翔太はポスターをじっくりと見て、考え込みながら答えた。「確かに魅力的だね。でも、ちょっと本気で取り組まないといけないし、準備も大変だろうね。」


「うん、わかってる。でも、これをチャンスに変えられるかもしれないし、挑戦してみたいんだ。」玲奈は決意を込めて言った。


「そうだね。玲奈がやりたいって言うなら、僕も全力でサポートするよ。」翔太は彼女の目を見つめて、優しく答えた。


それから二人は、コンテストに向けての準備を始めた。曲の選定、アレンジ、練習…。その全てにおいて、彼らは真剣に取り組んだ。時間が経つにつれて、彼らの努力が実を結び始めていった。


ある晩、玲奈と翔太は校舎の裏で練習していた。

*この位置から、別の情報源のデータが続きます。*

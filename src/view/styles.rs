//! Color and text styles for the calculator UI.

use ratatui::style::{Color, Modifier, Style};

/// Orange used for operator and action buttons.
pub const ACTION_COLOR: Color = Color::Rgb(0xff, 0x99, 0x00);

// ===== ColorConfig =====

/// Whether colors are enabled.
///
/// Resolved from the `color` config key, `NO_COLOR`, and `--no-color`
/// before the UI starts.
#[derive(Debug, Clone, Copy, PartialEq, Eq)]
pub struct ColorConfig {
    enabled: bool,
}

impl ColorConfig {
    /// Create a ColorConfig from the resolved setting.
    pub fn new(enabled: bool) -> Self {
        Self { enabled }
    }

    /// Check if colors are enabled.
    pub fn colors_enabled(self) -> bool {
        self.enabled
    }
}

impl Default for ColorConfig {
    fn default() -> Self {
        Self::new(true)
    }
}

// ===== CalcStyles =====

/// Styles for every part of the calculator screen.
///
/// With colors disabled only modifiers (bold, dim, reversed) remain.
#[derive(Debug, Clone, Copy, PartialEq, Eq)]
pub struct CalcStyles {
    /// Digit buttons.
    pub entry_button: Style,
    /// Operator, `=`, `:`, `C` and `Back` buttons.
    pub action_button: Style,
    /// The display buffer.
    pub display: Style,
    /// Left operand and operator above the display.
    pub pending: Style,
    /// History lines.
    pub history: Style,
    /// Pane borders.
    pub border: Style,
    /// Status bar error message.
    pub error: Style,
    /// Status bar key hints.
    pub hint: Style,
}

impl CalcStyles {
    /// Create styles for the given color configuration.
    pub fn with_color_config(config: ColorConfig) -> Self {
        if !config.colors_enabled() {
            return Self {
                entry_button: Style::default(),
                action_button: Style::default().add_modifier(Modifier::BOLD),
                display: Style::default().add_modifier(Modifier::BOLD),
                pending: Style::default(),
                history: Style::default(),
                border: Style::default(),
                error: Style::default().add_modifier(Modifier::REVERSED),
                hint: Style::default().add_modifier(Modifier::DIM),
            };
        }

        Self {
            entry_button: Style::default().fg(Color::White),
            action_button: Style::default()
                .fg(ACTION_COLOR)
                .add_modifier(Modifier::BOLD),
            display: Style::default()
                .fg(Color::White)
                .add_modifier(Modifier::BOLD),
            pending: Style::default().fg(Color::Gray),
            history: Style::default().fg(Color::Gray),
            border: Style::default().fg(Color::DarkGray),
            error: Style::default().fg(Color::Red).add_modifier(Modifier::BOLD),
            hint: Style::default().fg(Color::DarkGray),
        }
    }
}

impl Default for CalcStyles {
    fn default() -> Self {
        Self::with_color_config(ColorConfig::default())
    }
}
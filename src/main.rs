//! hourcalc - Entry Point

use clap::Parser;
use hourcalc::batch;
use hourcalc::config::KeyBindings;
use hourcalc::model::AppError;
use hourcalc::view::{ColorConfig, TuiOptions};
use std::io::Write;
use std::path::PathBuf;
use tracing::{info, warn};

/// hourcalc - add, subtract, multiply and divide hours and minutes
#[derive(Parser, Debug)]
#[command(name = "hourcalc")]
#[command(version)]
#[command(about = "Terminal calculator for H:MM durations")]
pub struct Args {
    /// Evaluate a key script instead of starting the UI (e.g. "1:30+2:15=")
    ///
    /// Digits, `:`, `+ - * x /`, `=`, `C` (clear) and `<` (backspace).
    /// Whitespace is ignored.
    #[arg(short, long, value_name = "SCRIPT")]
    pub keys: Option<String>,

    /// Print the final state as JSON (with --keys)
    #[arg(long, requires = "keys")]
    pub json: bool,

    /// Path to configuration file
    #[arg(long)]
    pub config: Option<PathBuf>,

    /// Disable colors
    #[arg(long)]
    pub no_color: bool,

    /// Hide the on-screen keypad
    #[arg(long)]
    pub no_keypad: bool,

    /// Write logs to this file
    #[arg(long, value_name = "PATH")]
    pub log_file: Option<PathBuf>,
}

fn main() -> Result<(), Box<dyn std::error::Error>> {
    let args = Args::parse();

    // Load configuration with full precedence chain:
    // Defaults → Config File → Env Vars → CLI Args
    let config = {
        let config_file = hourcalc::config::load_config_with_precedence(args.config.clone())
            .map_err(AppError::from)?;
        let merged = hourcalc::config::merge_config(config_file);
        let with_env = hourcalc::config::apply_env_overrides(merged);

        // Flags only override when actually passed
        let color_override = args.no_color.then_some(false);
        let keypad_override = args.no_keypad.then_some(false);

        hourcalc::config::apply_cli_overrides(
            with_env,
            color_override,
            keypad_override,
            args.log_file.clone(),
        )
    };

    hourcalc::logging::init(&config.log_file_path).map_err(AppError::from)?;

    info!(config = ?config, "Configuration loaded and resolved");

    if let Some(script) = &args.keys {
        run_batch(script, args.json)?;
        return Ok(());
    }

    let options = TuiOptions {
        key_bindings: KeyBindings::with_overrides(&config.keybindings).map_err(AppError::from)?,
        color: ColorConfig::new(config.color),
        show_keypad: config.show_keypad,
    };

    hourcalc::view::run_with_options(options).map_err(AppError::from)?;

    info!("Exited");
    Ok(())
}

/// Evaluate a key script and print the result to stdout.
///
/// Reported engine errors go to stderr; evaluation carries on past them.
fn run_batch(script: &str, json: bool) -> Result<(), AppError> {
    let outcome = batch::run_script(script)?;

    for failure in outcome.reported_errors() {
        warn!(
            index = failure.index,
            token = %failure.token,
            error = %failure.error,
            "Batch token rejected"
        );
        eprintln!(
            "hourcalc: token {} ({}): {}",
            failure.index + 1,
            failure.token,
            failure.error
        );
    }

    let output = if json {
        let mut json = batch::render_json(&outcome.calculator).map_err(std::io::Error::other)?;
        json.push('\n');
        json
    } else {
        batch::render_text(&outcome.calculator)
    };

    let mut stdout = std::io::stdout().lock();
    stdout.write_all(output.as_bytes())?;
    stdout.flush()?;
    Ok(())
}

夜の静寂の中で、彼らの音楽が響き渡り、その美しいメロディが夜空に溶け込んでいった。


「水嶋くん、これで大丈夫かな?」玲奈はギターの音色を確認しながら尋ねた。


「うん、すごく良い感じだよ。」翔太は微笑みながら答えた。「でも、緊張するかもしれないから、心の準備もしておこうね。」


「うん、わかった。」玲奈は少し不安そうな顔をしながらも、頷いた。


その時、翔太はふと思い出したように言った。「そういえば、あの曲にちょっとだけアレンジを加えた方がいいかもしれない。もっと心に残るメロディにするために。」


「いいアイデアだね。」玲奈は嬉しそうに答えた。「じゃあ、そのアレンジを加えてみよう。」


二人はその夜、アレンジ作業に没頭し、曲がより一層完成度の高いものへと仕上がっていった。練習の合間に、互いの意見を交わしながら、より良い演奏を目指して努力を重ねた。

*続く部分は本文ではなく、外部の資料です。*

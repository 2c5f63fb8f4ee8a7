//! Acceptance Test Harness for TUI testing
//!
//! Wraps TuiApp<TestBackend> with methods for simulating key presses and
//! keypad clicks, and for reading back what was drawn.

use crate::model::Token;
use crate::state::{button_areas, AppState};
use crate::view::{calculate_areas, TuiApp, TuiError, TuiOptions};
use crossterm::event::{KeyCode, KeyEvent, KeyModifiers, MouseButton, MouseEvent, MouseEventKind};
use ratatui::backend::TestBackend;
use ratatui::layout::Rect;
use ratatui::Terminal;

/// Convert a ratatui buffer to a string representation for snapshot testing.
///
/// Empty trailing lines are removed to keep snapshots clean.
fn buffer_to_string(buffer: &ratatui::buffer::Buffer) -> String {
    let area = buffer.area();
    let mut lines = Vec::new();

    for y in area.top()..area.bottom() {
        let mut line = String::new();
        for x in area.left()..area.right() {
            line.push_str(buffer[(x, y)].symbol());
        }
        lines.push(line.trim_end().to_string());
    }

    while lines.last().is_some_and(|l| l.is_empty()) {
        lines.pop();
    }
    lines.join("\n")
}

/// Test harness for acceptance testing
pub struct AcceptanceTestHarness {
    app: TuiApp<TestBackend>,
    width: u16,
    height: u16,
    running: bool,
}

impl AcceptanceTestHarness {
    /// Fresh calculator in a 40x30 terminal with default options.
    pub fn new() -> Result<Self, TuiError> {
        Self::with_options(40, 30, TuiOptions::default())
    }

    /// Fresh calculator with a custom terminal size and options.
    pub fn with_options(width: u16, height: u16, options: TuiOptions) -> Result<Self, TuiError> {
        let terminal = Terminal::new(TestBackend::new(width, height))?;
        let app = TuiApp::new_for_test(terminal, options);

        Ok(Self {
            app,
            width,
            height,
            running: true,
        })
    }

    /// Send a single key event. Returns true if the app quit.
    pub fn send_key(&mut self, key: KeyCode) -> bool {
        self.send_key_with_mods(key, KeyModifiers::NONE)
    }

    /// Send key with modifiers (e.g., Ctrl+C). Returns true if the app quit.
    pub fn send_key_with_mods(&mut self, key: KeyCode, mods: KeyModifiers) -> bool {
        if !self.running {
            return true; // Already quit
        }

        let quit = self.app.handle_key_test(KeyEvent::new(key, mods));
        if quit {
            self.running = false;
        }
        quit
    }

    /// Type text (sends individual character key events)
    ///
    /// Stops early if a key quits the app.
    pub fn type_text(&mut self, text: &str) {
        for ch in text.chars() {
            if self.send_key(KeyCode::Char(ch)) {
                break;
            }
        }
    }

    /// Access app state for assertions
    pub fn state(&self) -> &AppState {
        self.app.app_state()
    }

    /// Check if app is still running
    pub fn is_running(&self) -> bool {
        self.running
    }

    /// Render the current frame to a string
    ///
    /// # Panics
    /// Panics if rendering fails (should never happen with TestBackend)
    pub fn render_to_string(&mut self) -> String {
        self.app
            .render_test()
            .expect("Rendering should succeed in test harness");

        buffer_to_string(self.app.terminal().backend().buffer())
    }

    /// Send a left click at the given cell.
    ///
    /// Renders first so the keypad area is known, like a real click always
    /// follows at least one draw.
    pub fn click_at(&mut self, column: u16, row: u16) {
        if !self.running {
            return;
        }

        let _ = self.app.render_test();

        self.app.handle_mouse_test(MouseEvent {
            kind: MouseEventKind::Down(MouseButton::Left),
            column,
            row,
            modifiers: KeyModifiers::NONE,
        });
    }

    /// Click the centre of the keypad button carrying `token`.
    ///
    /// # Panics
    /// Panics if the keypad is hidden or has no such button
    pub fn click_button(&mut self, token: Token) {
        let (x, y) = self
            .button_center(token)
            .unwrap_or_else(|| panic!("no keypad button for {}", token));
        self.click_at(x, y);
    }

    /// Centre cell of the button for `token`, if the keypad is shown.
    pub fn button_center(&self, token: Token) -> Option<(u16, u16)> {
        let frame = Rect::new(0, 0, self.width, self.height);
        let keypad = calculate_areas(frame, self.state().show_keypad).keypad?;
        button_areas(keypad)
            .find(|(_, button)| button.token == token)
            .map(|(area, _)| (area.x + area.width / 2, area.y + area.height / 2))
    }
}

#[cfg(test)]
mod tests {
    use super::*;

    #[test]
    fn harness_starts_running_with_empty_display() {
        let harness = AcceptanceTestHarness::new().unwrap();
        assert!(harness.is_running());
        assert_eq!(harness.state().calculator().display(), "");
    }

    #[test]
    fn keys_after_quit_are_ignored() {
        let mut harness = AcceptanceTestHarness::new().unwrap();
        harness.type_text("1q2");
        assert!(!harness.is_running());
        assert_eq!(harness.state().calculator().display(), "1");
    }

    #[test]
    fn buffer_to_string_drops_trailing_blank_lines() {
        let mut buffer = ratatui::buffer::Buffer::empty(Rect::new(0, 0, 4, 3));
        buffer.set_string(0, 0, "ab", ratatui::style::Style::default());
        assert_eq!(buffer_to_string(&buffer), "ab");
    }
}
//! Domain model types (pure).
//!
//! Time values, the token alphabet, history formatting and the error
//! taxonomy. Nothing here performs I/O.

pub mod error;
pub mod history;
pub mod key_action;
pub mod time_value;
pub mod token;

// Re-export for convenience
pub use error::{AppError, CalcError, ParseError, ScriptError};
pub use history::{format_history_entry, History, RightOperand};
pub use key_action::KeyAction;
pub use time_value::{format_time, parse_time, TimeValue, MINUTES_PER_HOUR};
pub use token::{parse_key_script, Operator, Token};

そして、コンテスト当日がやってきた。会場は緊張感に包まれ、多くの音楽愛好者やプロの音楽関係者が集まっていた。玲奈と翔太は、舞台裏で最後の準備を整えていた。


「緊張するけど、大丈夫だよね?」玲奈は手に汗を握りながら訊ねた。


「もちろん。僕たちの音楽を信じて、思いっきり楽しもう。」翔太は彼女に力強い言葉をかけ、彼女の手を優しく握った。

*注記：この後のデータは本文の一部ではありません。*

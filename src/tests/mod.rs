//! Internal test modules - whitebox tests with crate access
//!
//! Drive the full TUI through the acceptance harness: key presses, keypad
//! clicks and rendered output.

// Harness-based acceptance tests
mod acceptance_scenarios;
mod help_overlay_tests;
mod history_pane_tests;
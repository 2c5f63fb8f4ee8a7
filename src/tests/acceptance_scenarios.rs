//! Calculator scenarios driven through the keyboard.

use crate::model::{Operator, TimeValue};
use crate::state::Phase;
use crate::test_harness::AcceptanceTestHarness;
use crossterm::event::{KeyCode, KeyModifiers};

fn harness() -> AcceptanceTestHarness {
    AcceptanceTestHarness::new().expect("harness")
}

#[test]
fn add_two_durations() {
    // GIVEN: a fresh calculator
    let mut harness = harness();

    // WHEN: 1:30 + 2:15 Enter
    harness.type_text("1:30+2:15");
    harness.send_key(KeyCode::Enter);

    // THEN: result and history line
    let calc = harness.state().calculator();
    assert_eq!(calc.display(), "3:45");
    assert_eq!(calc.history().entries(), ["1:30 + 2:15 = 3:45"]);
    assert_eq!(calc.operator_symbol(), "");
    assert_eq!(calc.phase(), Phase::Result);
}

#[test]
fn multiply_by_factor() {
    let mut harness = harness();
    harness.type_text("5*3=");

    let calc = harness.state().calculator();
    assert_eq!(calc.display(), "15:00");
    assert_eq!(calc.history().entries(), ["5 * 3 = 15:00"]);
}

#[test]
fn x_key_multiplies() {
    let mut harness = harness();
    harness.type_text("1:20x3=");
    assert_eq!(harness.state().calculator().display(), "4:00");
}

#[test]
fn subtract_below_zero() {
    let mut harness = harness();
    harness.type_text("2:00-3:00=");

    let calc = harness.state().calculator();
    assert_eq!(calc.display(), "-1:00");
    assert_eq!(calc.history().entries(), ["2:00 - 3:0 = -1:00"]);
}

#[test]
fn divide_by_zero_keeps_pending_operation() {
    // GIVEN: 9 / 0 typed
    let mut harness = harness();
    harness.type_text("9/0");

    // WHEN: evaluated
    harness.send_key(KeyCode::Enter);

    // THEN: nothing committed, error shown
    let state = harness.state();
    let calc = state.calculator();
    assert_eq!(calc.display(), "0");
    assert_eq!(calc.pending_value(), Some(TimeValue::new(9, 0)));
    assert_eq!(calc.pending_operator(), Some(Operator::Divide));
    assert!(calc.history().is_empty());
    assert_eq!(state.status(), Some("Cannot divide by zero"));

    // WHEN: the divisor is corrected
    harness.send_key(KeyCode::Backspace);
    harness.type_text("2=");

    // THEN: the pending division completes and the error clears
    assert_eq!(harness.state().calculator().display(), "4:30");
    assert_eq!(harness.state().status(), None);
}

#[test]
fn backspace_on_empty_display_is_noop() {
    let mut harness = harness();
    let before = harness.state().calculator().clone();

    harness.send_key(KeyCode::Backspace);

    assert_eq!(harness.state().calculator(), &before);
}

#[test]
fn chained_operators_fold_left_to_right() {
    let mut harness = harness();
    harness.type_text("1:00+0:30*2=");

    let calc = harness.state().calculator();
    assert_eq!(calc.display(), "3:00");
    assert_eq!(
        calc.history().entries(),
        ["1:00 + 0:30 = 1:30", "1:30 * 2 = 3:00"]
    );
}

#[test]
fn shifted_characters_are_accepted() {
    // Terminals report Shift with the shifted character
    let mut harness = harness();
    harness.send_key(KeyCode::Char('1'));
    harness.send_key_with_mods(KeyCode::Char(':'), KeyModifiers::SHIFT);
    harness.type_text("15");
    harness.send_key_with_mods(KeyCode::Char('+'), KeyModifiers::SHIFT);
    harness.type_text("0:45=");

    assert_eq!(harness.state().calculator().display(), "2:00");
}

#[test]
fn escape_clears_everything() {
    let mut harness = harness();
    harness.type_text("1+1=2+");

    harness.send_key(KeyCode::Esc);

    let calc = harness.state().calculator();
    assert_eq!(calc, &crate::state::Calculator::new());
}

#[test]
fn malformed_entry_is_ignored_silently() {
    let mut harness = harness();
    harness.type_text("1:2:3+");

    let state = harness.state();
    assert_eq!(state.calculator().display(), "1:2:3");
    assert_eq!(state.calculator().operator_symbol(), "");
    assert_eq!(state.status(), None);
}

#[test]
fn q_quits() {
    let mut harness = harness();
    assert!(harness.send_key(KeyCode::Char('q')));
    assert!(!harness.is_running());
}

#[test]
fn ctrl_c_quits() {
    let mut harness = harness();
    assert!(harness.send_key_with_mods(KeyCode::Char('c'), KeyModifiers::CONTROL));
}
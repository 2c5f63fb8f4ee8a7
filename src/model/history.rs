//! Log of completed operations.

use crate::model::time_value::TimeValue;
use crate::model::token::Operator;
use std::fmt;

/// The right-hand operand consumed by an evaluation.
#[derive(Debug, Clone, Copy, PartialEq, Eq)]
pub enum RightOperand {
    /// Time value for `+` and `-`.
    Time(TimeValue),
    /// Integer factor for `*` and `/`.
    Factor(i64),
}

impl fmt::Display for RightOperand {
    /// Time operands are echoed as `h:m` without padding, the way they were
    /// read from the buffer; factors as plain integers.
    fn fmt(&self, f: &mut fmt::Formatter<'_>) -> fmt::Result {
        match self {
            RightOperand::Time(time) => write!(f, "{}:{}", time.hours, time.minutes),
            RightOperand::Factor(factor) => write!(f, "{}", factor),
        }
    }
}

/// Format one history line: `"<left> <op> <right> = <result>"`.
pub fn format_history_entry(
    left: &str,
    operator: Operator,
    right: RightOperand,
    result: &str,
) -> String {
    format!("{} {} {} = {}", left, operator, right, result)
}

/// Append-only list of completed operations, oldest first.
///
/// Only a full reset empties it.
#[derive(Debug, Clone, Default, PartialEq, Eq)]
pub struct History {
    entries: Vec<String>,
}

impl History {
    /// Create an empty history.
    pub fn new() -> Self {
        Self::default()
    }

    /// Append an entry.
    pub fn push(&mut self, entry: String) {
        self.entries.push(entry);
    }

    /// All entries, oldest first.
    pub fn entries(&self) -> &[String] {
        &self.entries
    }

    /// Most recent entry.
    pub fn last(&self) -> Option<&str> {
        self.entries.last().map(String::as_str)
    }

    /// Number of entries.
    pub fn len(&self) -> usize {
        self.entries.len()
    }

    /// Whether no operation has completed since the last reset.
    pub fn is_empty(&self) -> bool {
        self.entries.is_empty()
    }

    /// Remove every entry.
    pub fn clear(&mut self) {
        self.entries.clear();
    }
}

impl Extend<String> for History {
    fn extend<I: IntoIterator<Item = String>>(&mut self, iter: I) {
        self.entries.extend(iter);
    }
}
//! hourcalc
//!
//! Hours-and-minutes calculator for the terminal.
//!
//! Follows a Pure Core / Impure Shell architecture: `model` and `state`
//! hold the calculator with no I/O, `config`, `logging` and `view` talk to
//! the outside world, and `batch` replays key scripts without a terminal.

pub mod batch;
pub mod config;
pub mod logging;
pub mod model;
pub mod state;
pub mod view;

#[cfg(test)]
mod test_harness;

#[cfg(test)]
mod tests;
use anyhow::Context;
use anyhow::Result;
use async_trait::async_trait;
use secrecy::SecretString;
use std::sync::Arc;
use std::time::Duration;

use crate::capability::{
    ConnectivityCapability, JoinOptions, PermissionCapability, PermissionStatus, ScanCapability,
};
use crate::config::ScanConfig;
use crate::network::{HardwareId, RawNetwork};
use crate::nm::{NMClient, wifi::wireless_settings};

/// The wireless device every scan and join goes through
#[derive(Clone)]
pub struct Device {
    client: Arc<NMClient>,
    pub device_path: String,
    pub name: String,
    pub address: String,
    results_timeout: Duration,
    poll_interval: Duration,
}

impl Device {
    pub async fn new(client: Arc<NMClient>, scan: &ScanConfig) -> Result<Self> {
        let device_path = client
            .get_wifi_device()
            .await
            .context("No WiFi device found")?;
        let device_path = device_path.as_str().to_string();

        let name = client.get_device_interface(&device_path).await?;
        let address = client.get_device_hw_address(&device_path).await?;
        log::info!("using wireless device {name} ({address})");

        Ok(Self {
            client,
            device_path,
            name,
            address,
            results_timeout: Duration::from_millis(scan.results_timeout_ms),
            poll_interval: Duration::from_millis(scan.poll_interval_ms),
        })
    }
}

#[async_trait]
impl ScanCapability for Device {
    async fn set_radio_enabled(&self, enabled: bool) -> Result<()> {
        if self.client.is_wireless_enabled().await? == enabled {
            return Ok(());
        }

        log::info!("switching wireless {}", if enabled { "on" } else { "off" });
        self.client
            .set_wireless_enabled(enabled)
            .await
            .context("Failed to switch the wireless radio")
    }

    async fn list_networks(&self) -> Result<Vec<RawNetwork>> {
        self.client
            .scan_and_wait(&self.device_path, self.results_timeout, self.poll_interval)
            .await?;
        self.client.get_networks(&self.device_path).await
    }

    async fn connect_to_network(
        &self,
        ssid: &str,
        credential: Option<&SecretString>,
        options: JoinOptions,
    ) -> Result<()> {
        let settings = wireless_settings(ssid, None, credential, options)?;
        self.client
            .add_and_activate_connection(&self.device_path, settings)
            .await?;
        Ok(())
    }

    async fn current_association_id(&self) -> Result<Option<String>> {
        self.client.get_connected_bssid(&self.device_path).await
    }
}

#[async_trait]
impl ConnectivityCapability for Device {
    async fn request_targeted_connection(
        &self,
        hardware_id: &HardwareId,
        ssid: &str,
        credential: Option<&SecretString>,
        options: JoinOptions,
    ) -> Result<()> {
        let settings = wireless_settings(ssid, Some(hardware_id), credential, options)?;
        let active = self
            .client
            .add_and_activate_connection(&self.device_path, settings)
            .await?;
        log::debug!("activation requested: {}", active.as_str());
        Ok(())
    }
}

#[async_trait]
impl PermissionCapability for Device {
    async fn request_location_access(&self) -> Result<PermissionStatus> {
        if self.client.can_scan().await? {
            Ok(PermissionStatus::Granted)
        } else {
            Ok(PermissionStatus::Denied)
        }
    }
}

舞台に立った瞬間、玲奈と翔太は一瞬の静寂を感じた。観客の視線が集まる中、彼らは深呼吸をして、心を落ち着けた。


「それでは、次にお送りするのは、私たちが心を込めて作り上げた一曲です。」玲奈はマイクを握り、観客に向かって話しかけた。


そして、演奏が始まった。玲奈の歌声と翔太のギターが、観客の心を引きつける美しいメロディを奏でていった。その音楽は、観客の心に深く響き、感動を呼び起こした。


曲が終わると、会場には大きな拍手と歓声が響き渡った。玲奈と翔太は、その反応に胸がいっぱいになりながらも、互いに微笑み合った。


「すごく良かったよ、玲奈。」翔太は彼女に向かって言った。


「ありがとう、水嶋くん。君と一緒に演奏できて、本当に良かった。」玲奈は目に涙を浮かべながら答えた。


コンテストが終わり、結果発表の時間がやってきた。玲奈と翔太は緊張しながら、その瞬間を待っていた。


「それでは、優勝者を発表します。」司会者の声が会場に響く中、玲奈と翔太は手を握りながら、息を呑んで結果を待った。


「今年の音楽コンテストの優勝者は…水嶋翔太さんと…桐谷玲奈さんです!」司会者の言葉が会場に響き渡り、観客からは大きな歓声が上がった。


「やった!」玲奈は驚きと喜びで目を大きく開けながら、翔太と抱き合った。「本当に、ありがとう!」


「こちらこそ、ありがとう。」翔太は彼女の背中を優しく叩きながら、満面の笑みを浮かべた。


その夜、二人は祝福の言葉を受けながら、たくさんの人たちと楽しいひとときを過ごした。彼らの音楽が、心に残るひとしずくの希望となり、未来に向けた新たな道を切り開いていくのだった。